----- EXCERPTED RECORDS -----

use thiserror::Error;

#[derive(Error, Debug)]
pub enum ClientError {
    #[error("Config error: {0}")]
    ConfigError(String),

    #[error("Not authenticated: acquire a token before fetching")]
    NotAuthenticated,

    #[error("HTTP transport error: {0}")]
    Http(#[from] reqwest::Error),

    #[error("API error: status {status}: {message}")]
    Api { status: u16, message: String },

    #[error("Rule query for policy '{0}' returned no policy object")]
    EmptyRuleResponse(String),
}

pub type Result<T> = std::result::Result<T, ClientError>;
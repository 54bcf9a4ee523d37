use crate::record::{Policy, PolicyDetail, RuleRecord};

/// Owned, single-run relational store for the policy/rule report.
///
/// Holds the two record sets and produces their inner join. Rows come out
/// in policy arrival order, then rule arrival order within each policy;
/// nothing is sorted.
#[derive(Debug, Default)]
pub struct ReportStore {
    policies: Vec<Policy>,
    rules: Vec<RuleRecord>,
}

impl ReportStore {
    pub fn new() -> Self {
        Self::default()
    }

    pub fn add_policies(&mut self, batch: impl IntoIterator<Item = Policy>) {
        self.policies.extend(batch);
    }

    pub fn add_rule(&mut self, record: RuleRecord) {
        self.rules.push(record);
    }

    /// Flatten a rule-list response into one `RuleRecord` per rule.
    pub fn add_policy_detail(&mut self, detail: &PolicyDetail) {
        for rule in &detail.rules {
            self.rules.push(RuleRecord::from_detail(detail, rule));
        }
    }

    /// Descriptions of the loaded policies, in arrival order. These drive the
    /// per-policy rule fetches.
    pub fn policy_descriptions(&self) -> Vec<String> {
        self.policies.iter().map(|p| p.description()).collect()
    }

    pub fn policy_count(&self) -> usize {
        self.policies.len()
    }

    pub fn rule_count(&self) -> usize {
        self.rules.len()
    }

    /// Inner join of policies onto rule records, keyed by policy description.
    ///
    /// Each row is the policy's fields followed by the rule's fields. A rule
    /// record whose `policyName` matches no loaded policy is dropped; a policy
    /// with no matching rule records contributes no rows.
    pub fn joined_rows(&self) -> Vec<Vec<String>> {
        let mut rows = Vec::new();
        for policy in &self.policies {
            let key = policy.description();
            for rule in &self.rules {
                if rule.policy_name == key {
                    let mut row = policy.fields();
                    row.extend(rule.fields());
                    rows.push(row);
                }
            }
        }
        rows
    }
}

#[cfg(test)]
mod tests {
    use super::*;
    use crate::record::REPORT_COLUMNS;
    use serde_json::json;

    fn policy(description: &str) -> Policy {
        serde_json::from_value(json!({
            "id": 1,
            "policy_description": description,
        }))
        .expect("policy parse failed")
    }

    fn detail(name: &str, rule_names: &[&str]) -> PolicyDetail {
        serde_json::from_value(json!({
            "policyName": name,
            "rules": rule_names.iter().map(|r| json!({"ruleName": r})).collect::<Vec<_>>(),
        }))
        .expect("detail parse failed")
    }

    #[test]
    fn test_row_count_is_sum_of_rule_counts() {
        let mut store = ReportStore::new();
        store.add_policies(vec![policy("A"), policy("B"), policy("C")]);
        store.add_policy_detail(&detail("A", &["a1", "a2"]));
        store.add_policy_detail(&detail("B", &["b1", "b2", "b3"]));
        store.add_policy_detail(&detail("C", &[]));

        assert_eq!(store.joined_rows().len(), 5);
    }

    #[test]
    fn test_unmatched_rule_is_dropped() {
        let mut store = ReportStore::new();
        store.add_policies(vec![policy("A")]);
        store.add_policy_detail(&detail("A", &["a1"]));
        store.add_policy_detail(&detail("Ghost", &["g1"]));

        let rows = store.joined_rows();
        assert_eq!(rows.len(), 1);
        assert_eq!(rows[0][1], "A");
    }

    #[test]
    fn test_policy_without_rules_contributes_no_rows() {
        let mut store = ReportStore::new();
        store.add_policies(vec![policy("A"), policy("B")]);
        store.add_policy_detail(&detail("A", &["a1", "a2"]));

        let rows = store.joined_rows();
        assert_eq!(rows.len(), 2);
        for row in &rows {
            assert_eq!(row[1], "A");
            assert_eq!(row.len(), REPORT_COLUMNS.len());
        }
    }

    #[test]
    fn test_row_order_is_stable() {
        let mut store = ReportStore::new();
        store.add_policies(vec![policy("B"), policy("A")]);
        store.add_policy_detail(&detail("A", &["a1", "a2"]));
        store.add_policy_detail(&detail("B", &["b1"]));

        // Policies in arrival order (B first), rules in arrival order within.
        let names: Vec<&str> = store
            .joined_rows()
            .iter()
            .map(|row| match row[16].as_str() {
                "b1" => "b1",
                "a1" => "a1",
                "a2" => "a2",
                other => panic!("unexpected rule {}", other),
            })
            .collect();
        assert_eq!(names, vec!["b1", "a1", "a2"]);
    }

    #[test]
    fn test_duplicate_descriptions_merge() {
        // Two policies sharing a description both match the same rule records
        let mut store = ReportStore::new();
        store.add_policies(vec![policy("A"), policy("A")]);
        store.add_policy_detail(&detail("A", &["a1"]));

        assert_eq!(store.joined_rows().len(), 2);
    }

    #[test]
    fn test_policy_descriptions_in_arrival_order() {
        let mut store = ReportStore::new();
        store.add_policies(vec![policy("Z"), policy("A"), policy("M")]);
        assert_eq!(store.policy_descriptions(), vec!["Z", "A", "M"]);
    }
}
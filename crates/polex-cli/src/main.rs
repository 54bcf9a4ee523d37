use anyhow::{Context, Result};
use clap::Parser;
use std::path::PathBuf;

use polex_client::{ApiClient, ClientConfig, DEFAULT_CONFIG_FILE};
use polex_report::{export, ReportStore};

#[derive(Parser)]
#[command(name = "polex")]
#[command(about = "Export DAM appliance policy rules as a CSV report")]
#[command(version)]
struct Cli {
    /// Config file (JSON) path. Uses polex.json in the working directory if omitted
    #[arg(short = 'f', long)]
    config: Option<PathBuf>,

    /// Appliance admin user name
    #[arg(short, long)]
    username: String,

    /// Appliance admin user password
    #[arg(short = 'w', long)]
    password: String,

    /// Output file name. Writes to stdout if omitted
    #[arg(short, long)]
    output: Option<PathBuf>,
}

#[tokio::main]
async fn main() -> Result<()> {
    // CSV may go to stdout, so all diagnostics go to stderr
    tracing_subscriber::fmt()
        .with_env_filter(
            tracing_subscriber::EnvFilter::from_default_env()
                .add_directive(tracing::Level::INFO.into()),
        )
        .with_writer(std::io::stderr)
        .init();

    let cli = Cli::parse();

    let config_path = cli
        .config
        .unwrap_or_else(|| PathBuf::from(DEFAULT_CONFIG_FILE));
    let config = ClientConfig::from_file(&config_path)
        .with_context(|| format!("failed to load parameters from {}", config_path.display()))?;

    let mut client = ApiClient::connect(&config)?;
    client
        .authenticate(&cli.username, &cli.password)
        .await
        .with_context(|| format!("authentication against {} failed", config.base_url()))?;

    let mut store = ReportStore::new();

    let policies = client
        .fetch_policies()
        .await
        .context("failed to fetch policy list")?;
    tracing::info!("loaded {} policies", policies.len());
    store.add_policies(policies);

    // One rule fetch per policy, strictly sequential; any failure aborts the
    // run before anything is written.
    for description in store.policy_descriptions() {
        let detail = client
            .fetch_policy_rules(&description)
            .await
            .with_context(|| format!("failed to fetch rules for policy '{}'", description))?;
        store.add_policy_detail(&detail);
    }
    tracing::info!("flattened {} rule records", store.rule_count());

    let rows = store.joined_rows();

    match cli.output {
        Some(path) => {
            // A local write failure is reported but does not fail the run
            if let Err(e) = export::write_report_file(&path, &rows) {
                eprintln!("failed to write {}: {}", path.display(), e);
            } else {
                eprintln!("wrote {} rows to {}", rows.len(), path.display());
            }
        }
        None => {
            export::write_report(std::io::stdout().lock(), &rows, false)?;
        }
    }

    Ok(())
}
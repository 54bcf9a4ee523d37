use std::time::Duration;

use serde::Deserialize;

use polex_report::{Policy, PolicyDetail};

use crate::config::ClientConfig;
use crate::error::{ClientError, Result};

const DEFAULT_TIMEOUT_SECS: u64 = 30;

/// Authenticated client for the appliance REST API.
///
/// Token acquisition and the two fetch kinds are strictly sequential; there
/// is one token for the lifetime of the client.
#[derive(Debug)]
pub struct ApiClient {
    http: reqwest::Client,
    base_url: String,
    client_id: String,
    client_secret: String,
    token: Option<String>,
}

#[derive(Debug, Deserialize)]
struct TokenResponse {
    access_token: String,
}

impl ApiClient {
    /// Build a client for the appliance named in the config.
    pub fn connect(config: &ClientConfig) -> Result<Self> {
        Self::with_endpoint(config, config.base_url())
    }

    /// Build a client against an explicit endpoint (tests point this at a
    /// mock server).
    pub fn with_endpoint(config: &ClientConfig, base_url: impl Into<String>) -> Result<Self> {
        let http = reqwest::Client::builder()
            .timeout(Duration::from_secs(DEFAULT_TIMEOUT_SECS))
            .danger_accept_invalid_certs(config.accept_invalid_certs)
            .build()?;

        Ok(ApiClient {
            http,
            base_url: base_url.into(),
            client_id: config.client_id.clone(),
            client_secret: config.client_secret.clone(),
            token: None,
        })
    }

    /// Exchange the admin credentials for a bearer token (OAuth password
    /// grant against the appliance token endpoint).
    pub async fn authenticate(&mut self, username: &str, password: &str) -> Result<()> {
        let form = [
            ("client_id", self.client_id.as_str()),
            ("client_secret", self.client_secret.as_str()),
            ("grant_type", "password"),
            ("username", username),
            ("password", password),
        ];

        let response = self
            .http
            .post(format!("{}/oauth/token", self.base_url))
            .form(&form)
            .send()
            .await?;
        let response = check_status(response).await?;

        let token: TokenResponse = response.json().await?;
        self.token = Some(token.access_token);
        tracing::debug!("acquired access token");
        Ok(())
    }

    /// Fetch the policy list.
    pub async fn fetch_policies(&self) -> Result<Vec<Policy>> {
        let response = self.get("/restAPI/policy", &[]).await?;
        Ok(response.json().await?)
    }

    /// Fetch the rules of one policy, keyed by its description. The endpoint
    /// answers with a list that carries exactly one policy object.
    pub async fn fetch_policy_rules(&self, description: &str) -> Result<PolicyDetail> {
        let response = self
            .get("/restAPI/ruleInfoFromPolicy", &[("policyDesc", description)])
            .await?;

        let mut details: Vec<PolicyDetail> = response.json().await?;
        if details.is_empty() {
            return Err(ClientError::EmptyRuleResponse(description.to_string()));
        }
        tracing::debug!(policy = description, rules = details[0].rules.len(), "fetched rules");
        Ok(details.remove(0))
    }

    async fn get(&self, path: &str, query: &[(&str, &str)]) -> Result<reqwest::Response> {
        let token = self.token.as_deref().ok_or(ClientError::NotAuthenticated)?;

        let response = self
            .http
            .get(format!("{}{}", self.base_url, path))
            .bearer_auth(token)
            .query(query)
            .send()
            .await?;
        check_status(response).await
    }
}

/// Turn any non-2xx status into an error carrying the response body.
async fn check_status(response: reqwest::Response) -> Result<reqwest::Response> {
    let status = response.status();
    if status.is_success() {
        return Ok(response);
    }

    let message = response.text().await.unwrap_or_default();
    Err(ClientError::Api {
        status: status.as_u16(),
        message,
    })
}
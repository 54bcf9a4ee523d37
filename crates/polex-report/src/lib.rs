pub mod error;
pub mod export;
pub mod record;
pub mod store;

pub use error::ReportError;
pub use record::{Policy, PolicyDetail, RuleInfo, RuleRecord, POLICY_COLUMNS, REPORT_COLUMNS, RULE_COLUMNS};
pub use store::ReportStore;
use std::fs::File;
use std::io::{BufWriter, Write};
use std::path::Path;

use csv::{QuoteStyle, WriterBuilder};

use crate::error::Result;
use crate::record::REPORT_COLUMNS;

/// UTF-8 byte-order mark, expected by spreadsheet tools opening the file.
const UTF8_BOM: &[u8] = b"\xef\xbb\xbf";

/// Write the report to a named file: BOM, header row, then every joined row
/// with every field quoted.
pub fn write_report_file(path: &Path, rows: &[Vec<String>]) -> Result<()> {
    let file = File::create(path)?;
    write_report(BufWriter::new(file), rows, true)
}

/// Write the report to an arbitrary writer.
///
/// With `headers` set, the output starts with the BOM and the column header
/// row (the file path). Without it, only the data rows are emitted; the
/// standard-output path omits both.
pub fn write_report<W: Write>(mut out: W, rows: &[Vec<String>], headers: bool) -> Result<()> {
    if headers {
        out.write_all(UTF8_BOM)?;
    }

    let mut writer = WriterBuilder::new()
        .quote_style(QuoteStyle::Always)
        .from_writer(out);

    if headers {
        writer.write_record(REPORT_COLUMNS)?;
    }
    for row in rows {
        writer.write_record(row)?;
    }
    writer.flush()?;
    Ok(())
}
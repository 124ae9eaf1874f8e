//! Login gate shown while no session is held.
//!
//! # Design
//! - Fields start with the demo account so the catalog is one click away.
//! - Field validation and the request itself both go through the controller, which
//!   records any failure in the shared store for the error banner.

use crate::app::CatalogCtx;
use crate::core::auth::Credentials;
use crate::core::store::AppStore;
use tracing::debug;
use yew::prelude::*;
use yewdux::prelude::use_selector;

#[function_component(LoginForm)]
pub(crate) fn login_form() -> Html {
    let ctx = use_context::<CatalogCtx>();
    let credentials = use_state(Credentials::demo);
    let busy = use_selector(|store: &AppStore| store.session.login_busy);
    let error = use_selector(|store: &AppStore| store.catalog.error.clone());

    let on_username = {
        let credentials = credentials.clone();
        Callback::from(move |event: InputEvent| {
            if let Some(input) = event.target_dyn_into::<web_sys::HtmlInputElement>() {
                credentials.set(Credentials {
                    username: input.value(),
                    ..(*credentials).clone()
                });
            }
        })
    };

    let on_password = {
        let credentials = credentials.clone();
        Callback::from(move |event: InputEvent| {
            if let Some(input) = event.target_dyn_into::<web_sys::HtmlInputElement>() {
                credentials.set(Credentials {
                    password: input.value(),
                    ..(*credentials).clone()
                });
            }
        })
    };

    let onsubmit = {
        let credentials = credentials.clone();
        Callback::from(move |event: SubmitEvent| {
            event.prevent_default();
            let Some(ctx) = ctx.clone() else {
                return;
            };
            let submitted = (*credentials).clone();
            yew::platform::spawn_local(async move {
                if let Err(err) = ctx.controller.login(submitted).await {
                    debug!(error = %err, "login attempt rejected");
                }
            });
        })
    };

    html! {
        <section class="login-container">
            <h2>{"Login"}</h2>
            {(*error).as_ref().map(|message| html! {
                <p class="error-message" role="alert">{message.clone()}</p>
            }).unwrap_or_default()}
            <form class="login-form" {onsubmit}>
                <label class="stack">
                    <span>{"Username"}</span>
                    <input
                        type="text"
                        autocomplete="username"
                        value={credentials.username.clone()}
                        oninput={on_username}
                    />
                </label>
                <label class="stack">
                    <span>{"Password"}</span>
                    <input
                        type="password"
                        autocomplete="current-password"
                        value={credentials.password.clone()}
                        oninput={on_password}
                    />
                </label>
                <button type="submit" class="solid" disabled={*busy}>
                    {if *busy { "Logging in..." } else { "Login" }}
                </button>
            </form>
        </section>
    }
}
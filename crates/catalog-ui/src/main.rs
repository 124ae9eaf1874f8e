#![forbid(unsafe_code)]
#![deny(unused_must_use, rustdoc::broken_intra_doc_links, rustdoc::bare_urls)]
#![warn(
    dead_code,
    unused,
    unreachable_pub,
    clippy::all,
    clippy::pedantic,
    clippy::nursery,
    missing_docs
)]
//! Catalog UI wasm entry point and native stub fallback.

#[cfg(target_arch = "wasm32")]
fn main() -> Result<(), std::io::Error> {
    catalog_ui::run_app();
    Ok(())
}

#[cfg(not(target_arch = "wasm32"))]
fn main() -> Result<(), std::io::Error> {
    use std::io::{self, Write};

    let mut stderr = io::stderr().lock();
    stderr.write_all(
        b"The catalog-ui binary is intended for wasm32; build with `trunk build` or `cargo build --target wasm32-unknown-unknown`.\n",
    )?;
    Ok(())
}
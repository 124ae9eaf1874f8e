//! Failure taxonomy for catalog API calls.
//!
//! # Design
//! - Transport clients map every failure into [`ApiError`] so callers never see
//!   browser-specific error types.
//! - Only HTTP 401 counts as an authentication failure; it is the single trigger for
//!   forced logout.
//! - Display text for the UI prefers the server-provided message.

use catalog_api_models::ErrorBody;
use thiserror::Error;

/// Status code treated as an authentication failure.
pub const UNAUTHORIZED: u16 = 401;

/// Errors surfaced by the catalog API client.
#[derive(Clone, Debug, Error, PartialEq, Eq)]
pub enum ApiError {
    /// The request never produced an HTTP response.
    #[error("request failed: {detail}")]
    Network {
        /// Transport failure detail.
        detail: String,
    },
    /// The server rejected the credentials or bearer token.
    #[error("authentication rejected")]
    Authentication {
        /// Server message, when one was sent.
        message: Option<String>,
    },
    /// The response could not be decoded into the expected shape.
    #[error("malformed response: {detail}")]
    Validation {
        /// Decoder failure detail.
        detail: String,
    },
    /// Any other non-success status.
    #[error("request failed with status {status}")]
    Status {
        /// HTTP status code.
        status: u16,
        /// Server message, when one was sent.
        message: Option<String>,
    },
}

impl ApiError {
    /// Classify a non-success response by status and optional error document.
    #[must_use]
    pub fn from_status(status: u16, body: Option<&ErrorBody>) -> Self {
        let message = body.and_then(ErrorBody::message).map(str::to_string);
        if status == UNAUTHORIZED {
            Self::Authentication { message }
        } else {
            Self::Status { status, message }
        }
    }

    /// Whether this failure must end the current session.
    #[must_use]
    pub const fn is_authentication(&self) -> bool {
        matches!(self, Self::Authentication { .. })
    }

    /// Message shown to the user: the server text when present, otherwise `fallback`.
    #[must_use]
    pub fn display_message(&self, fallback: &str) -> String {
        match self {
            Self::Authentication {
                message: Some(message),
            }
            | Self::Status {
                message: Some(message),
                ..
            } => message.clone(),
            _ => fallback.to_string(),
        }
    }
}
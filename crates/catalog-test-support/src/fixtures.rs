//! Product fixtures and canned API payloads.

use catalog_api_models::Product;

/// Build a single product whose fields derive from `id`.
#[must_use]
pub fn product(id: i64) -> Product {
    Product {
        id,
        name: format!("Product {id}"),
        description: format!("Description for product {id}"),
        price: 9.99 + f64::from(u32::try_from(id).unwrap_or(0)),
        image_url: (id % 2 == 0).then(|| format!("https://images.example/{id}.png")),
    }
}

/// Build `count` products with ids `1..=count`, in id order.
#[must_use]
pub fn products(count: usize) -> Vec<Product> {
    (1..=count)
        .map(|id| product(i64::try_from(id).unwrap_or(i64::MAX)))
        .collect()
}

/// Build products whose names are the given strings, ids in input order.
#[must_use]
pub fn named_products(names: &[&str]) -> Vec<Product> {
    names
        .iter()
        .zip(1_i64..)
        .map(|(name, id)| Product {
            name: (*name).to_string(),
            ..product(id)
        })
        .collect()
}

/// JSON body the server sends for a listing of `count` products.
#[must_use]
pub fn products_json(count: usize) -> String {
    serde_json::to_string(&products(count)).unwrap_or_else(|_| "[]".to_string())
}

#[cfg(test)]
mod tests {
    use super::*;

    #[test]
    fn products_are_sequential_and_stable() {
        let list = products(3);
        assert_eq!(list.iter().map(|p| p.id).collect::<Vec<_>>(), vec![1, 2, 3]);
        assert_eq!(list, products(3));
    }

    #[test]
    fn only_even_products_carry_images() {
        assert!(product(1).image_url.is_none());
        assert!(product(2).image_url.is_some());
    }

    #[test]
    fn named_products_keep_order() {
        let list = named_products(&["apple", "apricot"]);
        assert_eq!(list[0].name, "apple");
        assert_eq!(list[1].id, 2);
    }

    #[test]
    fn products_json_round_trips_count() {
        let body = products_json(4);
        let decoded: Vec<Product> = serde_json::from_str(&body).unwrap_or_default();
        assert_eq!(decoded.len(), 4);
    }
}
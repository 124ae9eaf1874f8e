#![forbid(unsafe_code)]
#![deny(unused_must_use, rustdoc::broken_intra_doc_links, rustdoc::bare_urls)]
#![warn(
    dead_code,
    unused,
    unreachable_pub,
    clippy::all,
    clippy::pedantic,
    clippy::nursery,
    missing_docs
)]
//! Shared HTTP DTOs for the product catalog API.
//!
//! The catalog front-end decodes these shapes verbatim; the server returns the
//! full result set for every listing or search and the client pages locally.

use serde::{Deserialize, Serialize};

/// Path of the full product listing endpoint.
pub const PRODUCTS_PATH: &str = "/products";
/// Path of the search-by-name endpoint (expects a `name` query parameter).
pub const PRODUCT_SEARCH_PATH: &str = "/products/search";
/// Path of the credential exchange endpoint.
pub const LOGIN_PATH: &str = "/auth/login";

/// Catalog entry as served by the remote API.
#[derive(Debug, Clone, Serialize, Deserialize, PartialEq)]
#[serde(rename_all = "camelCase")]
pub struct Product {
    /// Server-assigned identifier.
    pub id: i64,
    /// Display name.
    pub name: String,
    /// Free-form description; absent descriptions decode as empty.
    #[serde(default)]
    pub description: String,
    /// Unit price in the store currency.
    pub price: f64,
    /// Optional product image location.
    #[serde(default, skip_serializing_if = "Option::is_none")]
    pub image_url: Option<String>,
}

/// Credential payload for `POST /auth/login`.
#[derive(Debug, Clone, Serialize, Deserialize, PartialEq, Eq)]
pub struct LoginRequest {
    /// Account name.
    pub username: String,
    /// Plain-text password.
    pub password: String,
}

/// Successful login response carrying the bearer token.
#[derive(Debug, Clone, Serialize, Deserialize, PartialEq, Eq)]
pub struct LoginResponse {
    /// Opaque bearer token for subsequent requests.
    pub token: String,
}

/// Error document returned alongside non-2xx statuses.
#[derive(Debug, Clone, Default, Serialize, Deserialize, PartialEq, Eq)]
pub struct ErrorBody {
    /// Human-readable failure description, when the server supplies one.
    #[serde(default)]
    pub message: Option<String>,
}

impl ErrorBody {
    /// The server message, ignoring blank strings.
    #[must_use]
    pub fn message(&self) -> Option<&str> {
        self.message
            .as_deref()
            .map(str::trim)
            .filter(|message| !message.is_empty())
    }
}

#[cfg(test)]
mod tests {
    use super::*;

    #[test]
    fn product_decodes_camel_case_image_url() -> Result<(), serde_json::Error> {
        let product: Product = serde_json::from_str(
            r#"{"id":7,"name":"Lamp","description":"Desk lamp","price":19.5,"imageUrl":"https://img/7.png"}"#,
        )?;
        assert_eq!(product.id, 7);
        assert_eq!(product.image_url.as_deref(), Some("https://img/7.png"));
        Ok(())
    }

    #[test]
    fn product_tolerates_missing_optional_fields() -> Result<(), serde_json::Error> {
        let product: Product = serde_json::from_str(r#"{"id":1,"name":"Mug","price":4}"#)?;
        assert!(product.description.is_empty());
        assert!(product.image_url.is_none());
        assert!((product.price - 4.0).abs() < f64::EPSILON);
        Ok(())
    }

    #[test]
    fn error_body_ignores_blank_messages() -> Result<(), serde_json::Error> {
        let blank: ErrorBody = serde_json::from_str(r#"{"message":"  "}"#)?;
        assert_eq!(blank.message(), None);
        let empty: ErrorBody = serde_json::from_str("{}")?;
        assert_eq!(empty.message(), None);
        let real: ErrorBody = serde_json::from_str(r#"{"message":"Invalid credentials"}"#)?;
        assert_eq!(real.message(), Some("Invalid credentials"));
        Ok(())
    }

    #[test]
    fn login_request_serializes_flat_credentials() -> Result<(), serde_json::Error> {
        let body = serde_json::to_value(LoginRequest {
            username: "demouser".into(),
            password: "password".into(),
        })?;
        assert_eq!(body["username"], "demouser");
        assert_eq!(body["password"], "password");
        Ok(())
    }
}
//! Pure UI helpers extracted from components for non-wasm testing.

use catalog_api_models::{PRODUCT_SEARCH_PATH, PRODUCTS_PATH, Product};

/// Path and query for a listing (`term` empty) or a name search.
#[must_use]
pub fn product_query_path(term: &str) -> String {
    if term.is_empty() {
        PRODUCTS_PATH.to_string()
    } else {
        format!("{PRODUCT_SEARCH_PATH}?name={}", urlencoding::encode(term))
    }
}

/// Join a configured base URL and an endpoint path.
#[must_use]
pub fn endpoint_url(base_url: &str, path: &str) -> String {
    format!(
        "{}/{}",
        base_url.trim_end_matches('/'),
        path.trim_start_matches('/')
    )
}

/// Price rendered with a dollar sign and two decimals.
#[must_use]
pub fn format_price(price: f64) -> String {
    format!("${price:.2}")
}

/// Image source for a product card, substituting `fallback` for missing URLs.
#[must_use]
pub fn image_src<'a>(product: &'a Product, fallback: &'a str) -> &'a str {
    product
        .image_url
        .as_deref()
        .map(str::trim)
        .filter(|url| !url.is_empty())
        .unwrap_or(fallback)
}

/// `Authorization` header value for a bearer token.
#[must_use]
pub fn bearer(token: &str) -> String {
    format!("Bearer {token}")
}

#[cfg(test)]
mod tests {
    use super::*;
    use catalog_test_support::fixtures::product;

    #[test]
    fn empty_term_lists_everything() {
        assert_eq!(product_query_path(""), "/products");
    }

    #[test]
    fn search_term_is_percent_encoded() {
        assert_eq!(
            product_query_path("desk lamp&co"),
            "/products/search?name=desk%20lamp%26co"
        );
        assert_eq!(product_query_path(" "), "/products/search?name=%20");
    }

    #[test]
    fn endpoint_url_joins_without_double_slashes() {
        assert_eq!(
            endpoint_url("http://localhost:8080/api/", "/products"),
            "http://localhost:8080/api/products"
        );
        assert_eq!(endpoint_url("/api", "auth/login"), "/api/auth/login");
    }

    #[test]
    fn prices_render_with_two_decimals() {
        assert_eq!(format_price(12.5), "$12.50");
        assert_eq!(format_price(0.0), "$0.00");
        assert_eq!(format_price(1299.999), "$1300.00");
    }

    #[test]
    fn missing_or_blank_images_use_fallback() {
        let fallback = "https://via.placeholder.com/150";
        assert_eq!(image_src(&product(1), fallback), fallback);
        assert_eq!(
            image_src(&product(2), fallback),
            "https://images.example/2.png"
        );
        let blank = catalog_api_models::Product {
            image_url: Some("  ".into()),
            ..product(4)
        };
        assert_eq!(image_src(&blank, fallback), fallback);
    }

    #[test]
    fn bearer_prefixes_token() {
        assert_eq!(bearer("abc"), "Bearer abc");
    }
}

-----

▸ ACTIVITY
Note down each line above where the word "loaded" occurs.

▸ REPLY
    /// Descriptions of the loaded policies, in arrival order. These drive the
    /// record whose `policyName` matches no loaded policy is dropped; a policy
    tracing::info!("loaded {} policies", policies.len());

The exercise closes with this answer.